Recently, a mention of the Madagascar Plan in the press reminded me of the material I had prepared on the topic long ago. Here comes the blog:

The first Zionist Congress in Basel, on August 31, 1897, adopted a resolution calling for the "creation of a home in Palestine secured under public law for those Jews who cannot or do not want to assimilate elsewhere."

Dreaming Theodor Herzl
In Basel's Stadtkasino, a good 200 delegates elected the Austrian publicist Theodor Herzl as the first president of the newly founded Zionist World Organization. This gave secular Jewish nationalism an internationally anchored network, which was propagated by Herzl in his book "Der Judenstaat." (1896). The aim was to counter the rampant anti-Semitism in Europe with the project of an independent state.

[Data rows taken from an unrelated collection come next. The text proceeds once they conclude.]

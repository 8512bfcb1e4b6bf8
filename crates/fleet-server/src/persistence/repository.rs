//! Domain-facing repository over the mapper and the control lock.
//!
//! The sole persistence entry point for the rest of the server: handlers
//! never touch the mapper or statement builders directly. Entity
//! reconstruction (row → [`Drone`]) happens here, and every control-state
//! transition goes through the lock machine.

use fleet_core::{ControlStatus, Drone};
use sqlx::SqlitePool;
use tracing::{info, warn};

use super::control::{AcquireOutcome, ControlLock};
use super::drones::{DroneMapper, InsertOutcome};
use super::StoreError;

#[derive(Clone)]
pub struct DroneRepository {
    mapper: DroneMapper,
    lock: ControlLock,
}

impl DroneRepository {
    pub fn new(pool: SqlitePool) -> Self {
        Self {
            mapper: DroneMapper::new(pool.clone()),
            lock: ControlLock::new(pool),
        }
    }

    /// Next free drone identifier.
    pub async fn next_identity(&self) -> Result<i64, StoreError> {
        self.mapper.next_identity().await
    }

    /// Persist a drone.
    ///
    /// On success the store-assigned identifier is written back into the
    /// entity. On a duplicate the entity is left untouched and the typed
    /// outcome tells the caller nothing was stored.
    pub async fn add(&self, drone: &mut Drone) -> Result<InsertOutcome, StoreError> {
        let outcome = self.mapper.insert(drone).await?;
        if let InsertOutcome::Inserted { id } = outcome {
            drone.id = Some(id);
        }
        Ok(outcome)
    }

    /// Delete a drone. Idempotent.
    pub async fn remove(&self, drone_id: i64) -> Result<(), StoreError> {
        info!("Removing drone {}", drone_id);
        self.mapper.delete(drone_id).await
    }

    /// Fetch one drone, fully reconstructed, or `None` if no row matches.
    pub async fn get_by_id(&self, drone_id: i64) -> Result<Option<Drone>, StoreError> {
        match self.mapper.fetch_by_id(drone_id).await? {
            Some(row) => Ok(Some(row.into())),
            None => {
                warn!("No drone with id {} in tbl_drones", drone_id);
                Ok(None)
            }
        }
    }

    /// Partial field update; names come from the caller unchecked.
    pub async fn update(
        &self,
        drone_id: i64,
        fields: &[(String, String)],
    ) -> Result<(), StoreError> {
        info!("Updating drone {}", drone_id);
        self.mapper.update(drone_id, fields).await
    }

    /// All drones in store order, identifiers reset to unset.
    ///
    /// For contexts that must not expose or round-trip identifiers; use
    /// [`Self::list_all_with_identity`] when rows need to be referenced.
    pub async fn list_all(&self, order_by: &str) -> Result<Vec<Drone>, StoreError> {
        let rows = self.mapper.fetch_all(order_by).await?;
        Ok(rows
            .into_iter()
            .map(|row| {
                let mut drone: Drone = row.into();
                drone.id = None;
                drone
            })
            .collect())
    }

    /// All drones in store order with identifiers intact.
    pub async fn list_all_with_identity(&self, order_by: &str) -> Result<Vec<Drone>, StoreError> {
        let rows = self.mapper.fetch_all(order_by).await?;
        Ok(rows.into_iter().map(Into::into).collect())
    }

    /// Control status for a drone, or `None` when no status row exists.
    pub async fn control_status(&self, drone_id: i64) -> Result<Option<ControlStatus>, StoreError> {
        let status = self.lock.status(drone_id).await?;
        if status.is_none() {
            warn!("No control status row for drone {}", drone_id);
        }
        Ok(status)
    }

    /// Try to take exclusive control of a drone.
    pub async fn acquire_control(&self, drone_id: i64) -> Result<AcquireOutcome, StoreError> {
        self.lock.acquire(drone_id).await
    }

    /// Release control of a drone. Idempotent.
    pub async fn release_control(&self, drone_id: i64) -> Result<(), StoreError> {
        self.lock.release(drone_id).await
    }

    /// Set the control status directly.
    pub async fn set_control_status(
        &self,
        drone_id: i64,
        status: ControlStatus,
    ) -> Result<(), StoreError> {
        self.lock.set(drone_id, status).await
    }
}
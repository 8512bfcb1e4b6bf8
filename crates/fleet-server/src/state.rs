//! Shared application state.

use crate::persistence::DroneRepository;

pub struct AppState {
    repository: DroneRepository,
}

impl AppState {
    pub fn new(repository: DroneRepository) -> Self {
        Self { repository }
    }

    pub fn repository(&self) -> &DroneRepository {
        &self.repository
    }
}
//! Per-drone control-lock state machine over `tbl_drones_mgn`.
//!
//! Status rows are seeded by the store when a drone row is created; this
//! module only transitions them. Acquisition is a conditional update so
//! the released→locked transition is atomic at the store layer: of any
//! number of concurrent acquirers, the row count lets exactly one observe
//! success.

use std::str::FromStr;

use fleet_core::ControlStatus;
use sqlx::{Row, SqlitePool};
use tracing::{debug, warn};

use super::statement::{bind_params, Select, Update};
use super::StoreError;

const TABLE: &str = "tbl_drones_mgn";
const STATUS_COLUMN: &str = "status_mgn";

/// Result of a control acquisition attempt.
#[derive(Debug, Clone, Copy, PartialEq, Eq)]
pub enum AcquireOutcome {
    /// The caller now holds exclusive control.
    Acquired,
    /// Another operator holds the lock, or no status row exists.
    Unavailable,
}

/// Lock machine bound to one connection pool.
#[derive(Clone)]
pub struct ControlLock {
    pool: SqlitePool,
}

impl ControlLock {
    pub fn new(pool: SqlitePool) -> Self {
        Self { pool }
    }

    /// Current status for a drone, or `None` when no status row exists.
    pub async fn status(&self, drone_id: i64) -> Result<Option<ControlStatus>, StoreError> {
        let (sql, params) = Select::new(TABLE)
            .columns(STATUS_COLUMN)
            .filter("id=?", drone_id)
            .build();
        let row = bind_params(sqlx::query(&sql), &params)
            .fetch_optional(&self.pool)
            .await?;
        match row {
            None => Ok(None),
            Some(row) => {
                let raw: String = row.try_get(STATUS_COLUMN)?;
                let status = ControlStatus::from_str(&raw).map_err(|_| {
                    StoreError::CorruptControlStatus {
                        id: drone_id,
                        raw,
                    }
                })?;
                Ok(Some(status))
            }
        }
    }

    /// Try to take exclusive control of a drone.
    ///
    /// Compare-and-swap: the write succeeds only if the current status is
    /// still `released` when the statement runs, closing the gap between a
    /// caller's status read and its lock write.
    pub async fn acquire(&self, drone_id: i64) -> Result<AcquireOutcome, StoreError> {
        let result = sqlx::query(
            "UPDATE tbl_drones_mgn SET status_mgn = ?1 WHERE id = ?2 AND status_mgn = ?3",
        )
        .bind(ControlStatus::Locked.as_str())
        .bind(drone_id)
        .bind(ControlStatus::Released.as_str())
        .execute(&self.pool)
        .await?;

        if result.rows_affected() == 1 {
            debug!("Control acquired for drone {}", drone_id);
            Ok(AcquireOutcome::Acquired)
        } else {
            warn!("Control unavailable for drone {}", drone_id);
            Ok(AcquireOutcome::Unavailable)
        }
    }

    /// Release control unconditionally. Idempotent: releasing an already
    /// released drone is a no-op.
    pub async fn release(&self, drone_id: i64) -> Result<(), StoreError> {
        self.set(drone_id, ControlStatus::Released).await
    }

    /// Set the status field for one drone identifier.
    pub async fn set(&self, drone_id: i64, status: ControlStatus) -> Result<(), StoreError> {
        let (sql, params) = Update::new(TABLE)
            .set(STATUS_COLUMN, status.as_str())
            .filter("id=?", drone_id)
            .build();
        bind_params(sqlx::query(&sql), &params)
            .execute(&self.pool)
            .await?;
        Ok(())
    }
}
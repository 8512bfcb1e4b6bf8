//! API routes for the fleet server.

mod routes;

use crate::state::AppState;
use axum::Router;
use std::sync::Arc;

pub fn routes() -> Router<Arc<AppState>> {
    routes::create_router()
}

After the conclusion of the Basel Congress, Herzl wrote: "I founded the Jewish state in Basel. A burst of universal laughter would answer me if I said that out loud today. Perhaps everyone will see it in five years, at least in fifty."

It took 50 years, indeed. On May 14, 1948, following a U.N. resolution, the independent state of Israel on Palestinian territory was proclaimed, and that is when all the trouble started.

In 1922, Great Britain received the mandate for Palestine from the League of Nations, the predecessor of the U.N. The British faced a difficult task as they were to fulfill the Balfour Declaration of 1917 that, on the one hand, committed them to promote a national home for the Jewish people in Palestine. On the other hand, they were also to protect the rights of existing non-Jewish communities in their mandated territory.

Paul de Lagarde
But long before Herzl's Judenstaat, the question of what to do with the Jewish minority in a Christian occident had stirred the mind of theologist and linguist Paul de Lagarde. The Professor in Göttingen wrote in 1885 in an essay über nach Madagaskar auszuschaffende Juden (about Jews to be deported to Madagascar). As a representative of ethnic anti-Semitism, he stressed that because of Madagascar's isolated situation, mixing Jews with other peoples could almost be ruled out.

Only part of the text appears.